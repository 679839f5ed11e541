//! Server middleware presets with sensible defaults.
//!
//! This module provides pre-configured middleware bundles for common server scenarios,
//! eliminating boilerplate while maintaining flexibility.
//!
//! # Architecture
//!
//! Server presets combine two middleware layers:
//! - **Protocol Layer**: JSON-RPC message processing (metrics, logging, validation)
//! - **HTTP Layer**: Transport-level concerns (request/response interception, auth)
//!
//! # Examples
//!
//! ## Basic preset with defaults
//!
//! ```rust
//! use pmcp::server::preset::ServerPreset;
//! use pmcp::server::builder::ServerCoreBuilder;
//! use pmcp::server::streamable_http_server::{StreamableHttpServer, StreamableHttpServerConfig};
//! use std::sync::Arc;
//! use tokio::sync::Mutex;
//!
//! # async fn example() -> pmcp::Result<()> {
//! // Create preset with defaults: metrics + HTTP logging
//! let preset = ServerPreset::default();
//!
//! // Build server with protocol middleware
//! let server = ServerCoreBuilder::new()
//!     .name("my-server")
//!     .version("1.0.0")
//!     .protocol_middleware(preset.protocol_middleware())
//!     .build()?;
//!
//! // Create HTTP server with HTTP middleware
//! let config = StreamableHttpServerConfig {
//!     http_middleware: preset.http_middleware(),
//!     ..Default::default()
//! };
//!
//! let http_server = StreamableHttpServer::with_config(
//!     "127.0.0.1:3000".parse().unwrap(),
//!     Arc::new(Mutex::new(server)),
//!     config,
//! );
//! # Ok(())
//! # }
//! ```
//!
//! ## Preset with custom HTTP middleware
//!
//! ```rust,ignore
//! use pmcp::server::preset::ServerPreset;
//! use pmcp::server::http_middleware::ServerHttpMiddleware;
//! use std::sync::Arc;
//!
//! // Define your custom HTTP middleware...
//! // struct MyAuthMiddleware;
//! // impl ServerHttpMiddleware for MyAuthMiddleware { ... }
//!
//! let preset = ServerPreset::default()
//!     .with_http_middleware(MyAuthMiddleware);
//!
//! // Wire into server as shown above...
//! ```
//!
//! ## Preset with rate limiting
//!
//! ```rust
//! use pmcp::server::preset::ServerPreset;
//! use pmcp::shared::middleware::RateLimitMiddleware;
//! use std::time::Duration;
//!
//! # async fn example() -> pmcp::Result<()> {
//! // Create preset with rate limiting: 100 req/min with bucket size 100
//! let rate_limiter = RateLimitMiddleware::new(100, 100, Duration::from_secs(60));
//!
//! let preset = ServerPreset::default()
//!     .with_rate_limit(rate_limiter);
//! # Ok(())
//! # }
//! ```

use crate::runtime::RwLock;
use crate::server::http_middleware::{
    ServerHttpLoggingMiddleware, ServerHttpMiddleware, ServerHttpMiddlewareChain,
};
use crate::shared::middleware::{EnhancedMiddlewareChain, MetricsMiddleware, RateLimitMiddleware};
use std::sync::Arc;

/// Server middleware preset with sensible defaults.
///
/// Provides a pre-configured middleware bundle combining:
/// - **Protocol Layer**: `MetricsMiddleware` for request/response metrics
/// - **HTTP Layer**: `ServerHttpLoggingMiddleware` (INFO level, redaction enabled)
///
/// # Defaults
///
/// - **Protocol Middleware**:
///   - `MetricsMiddleware`: Tracks request counts, durations, errors
///
/// - **HTTP Middleware**:
///   - `ServerHttpLoggingMiddleware`: INFO level, sensitive header redaction, query stripping
///
/// # Customization
///
/// Add opt-in middleware using builder methods:
/// - `.with_auth()`: Add authentication verification
/// - `.with_rate_limit()`: Add rate limiting
/// - `.with_http_middleware()`: Add custom HTTP middleware
#[allow(missing_debug_implementations)]
pub struct ServerPreset {
    protocol_chain: Arc<RwLock<EnhancedMiddlewareChain>>,
    http_chain: Option<Arc<ServerHttpMiddlewareChain>>,
    service_name: String,
}

impl ServerPreset {
    /// Create a new preset with the given service name.
    ///
    /// # Defaults
    ///
    /// - Protocol: `MetricsMiddleware`
    /// - HTTP: `ServerHttpLoggingMiddleware` (INFO, redaction on)
    ///
    /// # Examples
    ///
    /// ```rust
    /// use pmcp::server::preset::ServerPreset;
    ///
    /// let preset = ServerPreset::new("my-service");
    /// ```
    pub fn new(service_name: impl Into<String>) -> Self {
        let service_name = service_name.into();

        // Create protocol middleware chain with metrics
        let mut protocol_chain = EnhancedMiddlewareChain::new();
        protocol_chain.add(Arc::new(MetricsMiddleware::new(service_name.clone())));

        // Create HTTP middleware chain with logging
        let mut http_chain = ServerHttpMiddlewareChain::new();
        let logging = ServerHttpLoggingMiddleware::new()
            .with_level(tracing::Level::INFO)
            .with_redact_query(true);
        http_chain.add(Arc::new(logging));

        Self {
            protocol_chain: Arc::new(RwLock::new(protocol_chain)),
            http_chain: Some(Arc::new(http_chain)),
            service_name,
        }
    }

    /// Add HTTP middleware to the chain.
    ///
    /// HTTP middleware runs at the transport layer for request/response interception.
    /// This can be used for authentication, logging, metrics, or custom transformations.
    ///
    /// # Examples
    ///
    /// ```rust,ignore
    /// use pmcp::server::preset::ServerPreset;
    /// use pmcp::server::http_middleware::ServerHttpMiddleware;
    ///
    /// // Define custom middleware...
    /// // struct MyAuthMiddleware;
    /// // impl ServerHttpMiddleware for MyAuthMiddleware { ... }
    ///
    /// let preset = ServerPreset::new("my-service")
    ///     .with_http_middleware(MyAuthMiddleware);
    /// ```
    pub fn with_http_middleware_item(
        mut self,
        middleware: impl ServerHttpMiddleware + 'static,
    ) -> Self {
        if let Some(chain) = Arc::get_mut(self.http_chain.as_mut().unwrap()) {
            chain.add(Arc::new(middleware));
        } else {
            // Chain is shared, clone and add
            let mut new_chain = ServerHttpMiddlewareChain::new();
            new_chain.add(Arc::new(middleware));
            self.http_chain = Some(Arc::new(new_chain));
        }
        self
    }

    /// Add rate limiting to the protocol chain.
    ///
    /// Rate limiting operates at the protocol layer to limit JSON-RPC requests
    /// per time window.
    ///
    /// # Examples
    ///
    /// ```rust
    /// use pmcp::server::preset::ServerPreset;
    /// use pmcp::shared::middleware::RateLimitMiddleware;
    /// use std::time::Duration;
    ///
    /// // 100 requests per minute, bucket size 100
    /// let rate_limiter = RateLimitMiddleware::new(100, 100, Duration::from_secs(60));
    /// let preset = ServerPreset::new("my-service").with_rate_limit(rate_limiter);
    /// ```
    pub fn with_rate_limit(self, rate_limiter: RateLimitMiddleware) -> Self {
        // Add to protocol chain
        if let Ok(mut chain) = self.protocol_chain.try_write() {
            chain.add(Arc::new(rate_limiter));
        }
        self
    }

    /// Get the protocol middleware chain.
    ///
    /// Use this with `ServerCoreBuilder::protocol_middleware()`.
    ///
    /// # Examples
    ///
    /// ```rust
    /// use pmcp::server::preset::ServerPreset;
    /// use pmcp::server::builder::ServerCoreBuilder;
    ///
    /// # fn example() -> pmcp::Result<()> {
    /// let preset = ServerPreset::new("my-service");
    ///
    /// let server = ServerCoreBuilder::new()
    ///     .name("my-server")
    ///     .version("1.0.0")
    ///     .protocol_middleware(preset.protocol_middleware())
    ///     .build()?;
    /// # Ok(())
    /// # }
    /// ```
    pub fn protocol_middleware(&self) -> Arc<RwLock<EnhancedMiddlewareChain>> {
        self.protocol_chain.clone()
    }

    /// Get the HTTP middleware chain.
    ///
    /// Use this with `StreamableHttpServerConfig::http_middleware`.
    ///
    /// # Examples
    ///
    /// ```rust
    /// use pmcp::server::preset::ServerPreset;
    /// use pmcp::server::streamable_http_server::StreamableHttpServerConfig;
    ///
    /// let preset = ServerPreset::new("my-service");
    ///
    /// let config = StreamableHttpServerConfig {
    ///     http_middleware: preset.http_middleware(),
    ///     ..Default::default()
    /// };
    /// ```
    pub fn http_middleware(&self) -> Option<Arc<ServerHttpMiddlewareChain>> {
        self.http_chain.clone()
    }

    /// Get the service name.
    pub fn service_name(&self) -> &str {
        &self.service_name
    }
}

impl Default for ServerPreset {
    /// Create a preset with default service name "mcp-server".
    fn default() -> Self {
        Self::new("mcp-server")
    }
}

■ **What you are asked to do**: The word to find is "sensible". Copy every line of the records that holds it.

■ **Response area**:
//! Server middleware presets with sensible defaults.
/// Server middleware preset with sensible defaults.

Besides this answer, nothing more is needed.